=== Begin Enclosure ===
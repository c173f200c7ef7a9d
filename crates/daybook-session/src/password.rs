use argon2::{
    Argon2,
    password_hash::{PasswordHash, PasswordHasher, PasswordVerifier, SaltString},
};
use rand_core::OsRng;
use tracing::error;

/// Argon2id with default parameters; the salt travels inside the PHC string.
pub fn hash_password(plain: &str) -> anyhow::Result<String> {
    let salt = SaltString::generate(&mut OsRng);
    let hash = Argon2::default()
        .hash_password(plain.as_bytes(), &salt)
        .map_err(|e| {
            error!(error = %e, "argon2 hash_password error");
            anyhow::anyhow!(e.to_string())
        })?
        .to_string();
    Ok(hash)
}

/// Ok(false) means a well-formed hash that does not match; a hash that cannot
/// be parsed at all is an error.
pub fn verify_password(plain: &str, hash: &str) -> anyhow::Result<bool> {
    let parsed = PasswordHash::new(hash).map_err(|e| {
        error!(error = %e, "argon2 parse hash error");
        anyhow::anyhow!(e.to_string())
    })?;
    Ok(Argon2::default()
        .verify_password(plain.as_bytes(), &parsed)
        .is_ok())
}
=== End Enclosure ===
- **ASSIGNED TASK**: Output every record verbatim.

- **RESPONSE TO THIS EXERCISE**:
repository c173f200c7ef7a9d
filename crates/daybook-session/src/password.rs
use argon2::{
    Argon2,
    password_hash::{PasswordHash, PasswordHasher, PasswordVerifier, SaltString},
};
use rand_core::OsRng;
use tracing::error;

/// Argon2id with default parameters; the salt travels inside the PHC string.
pub fn hash_password(plain: &str) -> anyhow::Result<String> {
    let salt = SaltString::generate(&mut OsRng);
    let hash = Argon2::default()
        .hash_password(plain.as_bytes(), &salt)
        .map_err(|e| {
            error!(error = %e, "argon2 hash_password error");
            anyhow::anyhow!(e.to_string())
        })?
        .to_string();
    Ok(hash)
}

/// Ok(false) means a well-formed hash that does not match; a hash that cannot
/// be parsed at all is an error.
pub fn verify_password(plain: &str, hash: &str) -> anyhow::Result<bool> {
    let parsed = PasswordHash::new(hash).map_err(|e| {
        error!(error = %e, "argon2 parse hash error");
        anyhow::anyhow!(e.to_string())
    })?;
    Ok(Argon2::default()
        .verify_password(plain.as_bytes(), &parsed)
        .is_ok())
}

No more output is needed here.